Ily a beaucoup d'expressions qui parlent du loup. Ou des loups. D'abord, il y a celle qui dit ce qui se passe quand, justement, on parle du loup. Il se passe ceci d'étrange qu'on en voit la queue. Étrange en effet, parce que la queue est l'extrémité postérieure de l'animal, le bout de sa partie culière. Or, quand un loup vient vers vous, ce qu'il donne à voir en premier lieu - et qui force l'attention ! -, ce n'est pas sa queue, c'est sa tête, sa gueule. Dans laquelle il arrive qu'on se mette, ce qui est de la dernière inconséquence... Et il y a la faim de loup. Il y a aussi le froid de loup.
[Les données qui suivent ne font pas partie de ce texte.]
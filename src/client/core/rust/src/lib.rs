/* src/client/core/rust/src/lib.rs */

pub mod clipboard;
pub mod config;
pub mod error;
pub mod language;
pub mod locale;
pub mod page;
pub mod prefs;
pub mod reveal;
pub mod social;
pub mod surface;
pub mod theme;
pub mod toast;
pub mod touch;

#[cfg(test)]
mod tests;

// Public API re-exports
pub use clipboard::{Clipboard, ClipboardHelper, copy_source, mailto_address};
pub use config::LandingConfig;
pub use error::{LandingError, Result};
pub use language::{LanguageSwitcher, TextRegistry};
pub use locale::{Language, Localized, Message};
pub use page::{LandingPage, PageParts, SocialAction};
pub use prefs::{KeyValueBackend, MemoryBackend, PreferenceStore};
pub use reveal::{RevealOnScroll, RevealState, Transition};
pub use social::{OPEN_FEATURES, OPEN_TARGET, Platform, SocialLinkResolver, is_placeholder_href};
pub use surface::{Surface, TextSlot};
pub use theme::{THEME_ATTRIBUTE, Theme, ThemeIcons, ThemeSwitcher};
pub use toast::{Dismiss, Toast, ToastContent, ToastEvent, ToastHost, ToastKind};
pub use touch::{DoubleTapGuard, TouchFeedback};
Il y a, en affaires comme en en politique, le jeune loup ; aux dents longues, forcément. Et, en mer ou revenant de mer, tout trempé, tout buriné par les embruns, le sel, le soleil, il y a le vieux loup ; lui, ses dents, elles se font rares : il les a cassées, ou perdues dans les bagarres, les tempêtes. Et pas seulement ses dents. Parfois un oeil, ou un membre. Il y a encore le loup blanc, fort connu celui-là. Il y a le loup qu'on a laissé entrer ou qu'on a enfermé dans la bergerie ; et ça, ce n'est vraiment pas une bonne idée... Il y a le loup qu'on voit, quand on est une jeune fille et qu'on n'a plus envie de le rester.
Et, quand on n'est pas très courageux, il y a les loups avec lesquels on va hurler. Il y a encore le pas de loup qu'on imite pour ne pas se faire remarquer. Mais abrégeons ! il y en a trop ! Et venons-en à cette expression toute simple qui dit, elle, et qui ne dit rien d'autre que : il y a un loup .
Mine de rien, elle est vraiment intéressante, curieuse, celle-là. Que veut-elle dire d'abord ? Quand l'utilise-t-on ? On s'en sert pour dire qu'il y a, dans l'affaire qui nous occupe, un truc qui ne va pas, quelque chose qui cloche. Une déficience. Un dysfonctionnement. Mais le sens de loup était plus précis, plus circonscrit à l'origine. Un loup, c'était une malfaçon, un défaut de fabrication, un ratage, un raté, un loupage, un loupé. Et loupé est devenu, par apocope, loup .
On voit par là que le loup de l'expression il y a un loup n'est pas du tout de la même espèce que le loup mangeur de bergère, de grand-mère et de Petit Chaperon Rouge itou. Mais pourquoi est-on passé du loupé au loup ? Sans doute, parce que c'était trop beau, trop tentant de mettre là, à la place du mot loupé, le mot loup, avec tout ce qu'il connote, tout ce qu'il dénote. Même s'il n'y a pas de rapport.
Le loup, son image, sa charge symbolique ou l'idée du loup nous plaisent tant qu'on fantasme sur lui ! Le loup nous fascine. Autant qu'il nous fait peur. Mais on aime avoir peur, jouer à se faire peur. Et le loup est parfait pour remplir le rôle.
Résumons. Il y a une nécessité du loup. « C'est un besoin essentiel, dit Alexandre Vialatte. Le loup peut très bien se passer des hommes, l'homme ne peut pas se passer du loup. » On l'a chassé par la porte et il revient par la fenêtre. Parce qu'on le fait revenir, on l'appelle de tous de nos voeux, on lui fait même la courte échelle.